### MATERIAL SUPPLIED

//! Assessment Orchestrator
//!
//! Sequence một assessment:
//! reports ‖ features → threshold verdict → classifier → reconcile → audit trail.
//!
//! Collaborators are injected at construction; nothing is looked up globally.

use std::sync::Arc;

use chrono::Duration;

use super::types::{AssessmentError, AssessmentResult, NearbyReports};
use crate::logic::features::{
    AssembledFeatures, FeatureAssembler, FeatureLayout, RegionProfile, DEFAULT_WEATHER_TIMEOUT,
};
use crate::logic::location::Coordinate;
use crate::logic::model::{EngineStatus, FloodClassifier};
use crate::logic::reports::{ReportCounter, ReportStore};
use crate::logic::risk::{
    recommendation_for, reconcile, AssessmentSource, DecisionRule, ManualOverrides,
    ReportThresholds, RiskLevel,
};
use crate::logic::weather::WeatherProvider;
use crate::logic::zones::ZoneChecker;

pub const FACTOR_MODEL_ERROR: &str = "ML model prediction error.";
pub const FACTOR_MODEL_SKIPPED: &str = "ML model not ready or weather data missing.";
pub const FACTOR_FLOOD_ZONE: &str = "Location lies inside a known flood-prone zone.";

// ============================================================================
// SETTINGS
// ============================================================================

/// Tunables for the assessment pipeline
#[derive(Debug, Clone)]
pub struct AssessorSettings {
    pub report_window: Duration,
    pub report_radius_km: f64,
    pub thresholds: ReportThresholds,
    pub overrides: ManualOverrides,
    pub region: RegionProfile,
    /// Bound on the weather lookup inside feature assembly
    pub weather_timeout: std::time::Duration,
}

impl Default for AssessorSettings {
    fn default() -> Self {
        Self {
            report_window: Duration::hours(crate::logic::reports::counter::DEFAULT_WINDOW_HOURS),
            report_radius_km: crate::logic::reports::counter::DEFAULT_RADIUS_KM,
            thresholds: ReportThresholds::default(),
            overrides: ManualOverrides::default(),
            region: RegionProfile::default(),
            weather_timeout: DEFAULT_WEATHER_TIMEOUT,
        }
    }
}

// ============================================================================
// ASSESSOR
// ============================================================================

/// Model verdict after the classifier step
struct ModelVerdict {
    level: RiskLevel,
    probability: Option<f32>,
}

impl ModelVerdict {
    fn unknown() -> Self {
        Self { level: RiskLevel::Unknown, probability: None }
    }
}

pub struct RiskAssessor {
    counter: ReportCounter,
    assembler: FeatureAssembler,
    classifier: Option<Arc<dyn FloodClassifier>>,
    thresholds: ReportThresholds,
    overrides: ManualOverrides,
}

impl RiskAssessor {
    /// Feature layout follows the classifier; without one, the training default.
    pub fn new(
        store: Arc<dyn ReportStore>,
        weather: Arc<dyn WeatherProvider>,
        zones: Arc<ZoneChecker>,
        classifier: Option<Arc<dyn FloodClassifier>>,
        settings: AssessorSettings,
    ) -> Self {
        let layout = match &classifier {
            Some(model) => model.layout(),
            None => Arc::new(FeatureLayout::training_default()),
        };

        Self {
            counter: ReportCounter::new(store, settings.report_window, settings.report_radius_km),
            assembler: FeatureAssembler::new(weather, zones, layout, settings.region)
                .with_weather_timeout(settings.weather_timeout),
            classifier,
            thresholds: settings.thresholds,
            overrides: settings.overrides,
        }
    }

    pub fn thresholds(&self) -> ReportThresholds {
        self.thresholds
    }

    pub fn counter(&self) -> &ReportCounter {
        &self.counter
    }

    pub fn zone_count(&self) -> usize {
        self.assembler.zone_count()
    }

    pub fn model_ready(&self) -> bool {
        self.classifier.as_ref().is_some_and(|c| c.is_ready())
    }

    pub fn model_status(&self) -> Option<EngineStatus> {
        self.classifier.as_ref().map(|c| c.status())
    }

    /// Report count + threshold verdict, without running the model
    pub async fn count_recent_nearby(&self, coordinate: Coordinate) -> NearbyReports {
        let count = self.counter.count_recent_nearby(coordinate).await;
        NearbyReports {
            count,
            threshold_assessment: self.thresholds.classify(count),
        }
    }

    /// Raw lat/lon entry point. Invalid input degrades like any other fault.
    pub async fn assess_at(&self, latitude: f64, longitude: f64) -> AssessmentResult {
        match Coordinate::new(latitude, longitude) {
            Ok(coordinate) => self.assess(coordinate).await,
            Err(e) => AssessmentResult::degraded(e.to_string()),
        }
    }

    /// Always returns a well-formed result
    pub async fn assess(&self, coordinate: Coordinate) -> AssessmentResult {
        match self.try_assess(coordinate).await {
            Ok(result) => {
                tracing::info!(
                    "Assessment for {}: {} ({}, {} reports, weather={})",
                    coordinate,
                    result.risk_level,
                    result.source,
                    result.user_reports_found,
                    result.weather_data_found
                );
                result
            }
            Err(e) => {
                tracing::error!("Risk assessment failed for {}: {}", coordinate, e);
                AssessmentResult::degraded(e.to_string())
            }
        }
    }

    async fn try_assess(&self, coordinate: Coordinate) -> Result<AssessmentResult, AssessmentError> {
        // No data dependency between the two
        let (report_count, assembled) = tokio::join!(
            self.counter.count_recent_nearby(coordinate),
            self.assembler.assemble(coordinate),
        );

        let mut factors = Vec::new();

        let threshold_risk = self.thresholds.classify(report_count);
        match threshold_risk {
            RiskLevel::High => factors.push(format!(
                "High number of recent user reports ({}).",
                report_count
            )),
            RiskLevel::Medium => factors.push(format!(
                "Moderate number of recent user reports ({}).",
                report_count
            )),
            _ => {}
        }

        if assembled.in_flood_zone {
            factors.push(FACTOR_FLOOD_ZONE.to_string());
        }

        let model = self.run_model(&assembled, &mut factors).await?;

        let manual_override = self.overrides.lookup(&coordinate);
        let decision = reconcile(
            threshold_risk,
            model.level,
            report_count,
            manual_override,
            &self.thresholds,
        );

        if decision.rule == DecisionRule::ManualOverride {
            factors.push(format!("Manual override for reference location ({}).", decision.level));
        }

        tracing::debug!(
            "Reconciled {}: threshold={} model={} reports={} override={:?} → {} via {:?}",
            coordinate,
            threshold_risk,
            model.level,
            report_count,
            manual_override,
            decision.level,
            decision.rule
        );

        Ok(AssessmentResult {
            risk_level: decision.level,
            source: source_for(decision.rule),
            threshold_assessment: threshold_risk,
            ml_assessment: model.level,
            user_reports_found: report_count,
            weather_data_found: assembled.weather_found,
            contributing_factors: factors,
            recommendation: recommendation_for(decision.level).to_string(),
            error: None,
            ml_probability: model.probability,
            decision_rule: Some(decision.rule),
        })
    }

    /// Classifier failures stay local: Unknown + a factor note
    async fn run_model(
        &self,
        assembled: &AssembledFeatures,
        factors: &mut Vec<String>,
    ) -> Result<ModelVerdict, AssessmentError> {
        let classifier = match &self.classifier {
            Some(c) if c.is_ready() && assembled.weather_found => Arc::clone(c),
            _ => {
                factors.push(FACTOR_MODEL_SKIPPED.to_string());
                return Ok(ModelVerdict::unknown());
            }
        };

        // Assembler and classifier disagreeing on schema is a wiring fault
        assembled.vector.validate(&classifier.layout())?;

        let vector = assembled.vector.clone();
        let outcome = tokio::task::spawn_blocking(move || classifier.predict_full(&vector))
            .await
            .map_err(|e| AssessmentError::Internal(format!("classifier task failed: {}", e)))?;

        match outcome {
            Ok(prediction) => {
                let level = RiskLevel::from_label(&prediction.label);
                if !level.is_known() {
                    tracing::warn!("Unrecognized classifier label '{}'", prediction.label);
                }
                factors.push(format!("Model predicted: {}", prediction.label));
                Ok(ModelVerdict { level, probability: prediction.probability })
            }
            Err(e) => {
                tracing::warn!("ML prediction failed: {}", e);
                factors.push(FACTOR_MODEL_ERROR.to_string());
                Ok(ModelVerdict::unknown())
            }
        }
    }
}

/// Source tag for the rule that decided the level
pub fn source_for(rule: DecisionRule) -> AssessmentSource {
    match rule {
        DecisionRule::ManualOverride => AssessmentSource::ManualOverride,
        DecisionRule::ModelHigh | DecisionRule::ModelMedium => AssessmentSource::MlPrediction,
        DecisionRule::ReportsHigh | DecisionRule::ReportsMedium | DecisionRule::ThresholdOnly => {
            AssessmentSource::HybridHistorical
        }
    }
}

######

=== TO DO ===
Filter the records above, keeping each line that contains the word "RiskLevel".

=== FINISHED TASK ===
    ReportThresholds, RiskLevel,
    level: RiskLevel,
        Self { level: RiskLevel::Unknown, probability: None }
            RiskLevel::High => factors.push(format!(
            RiskLevel::Medium => factors.push(format!(
                let level = RiskLevel::from_label(&prediction.label);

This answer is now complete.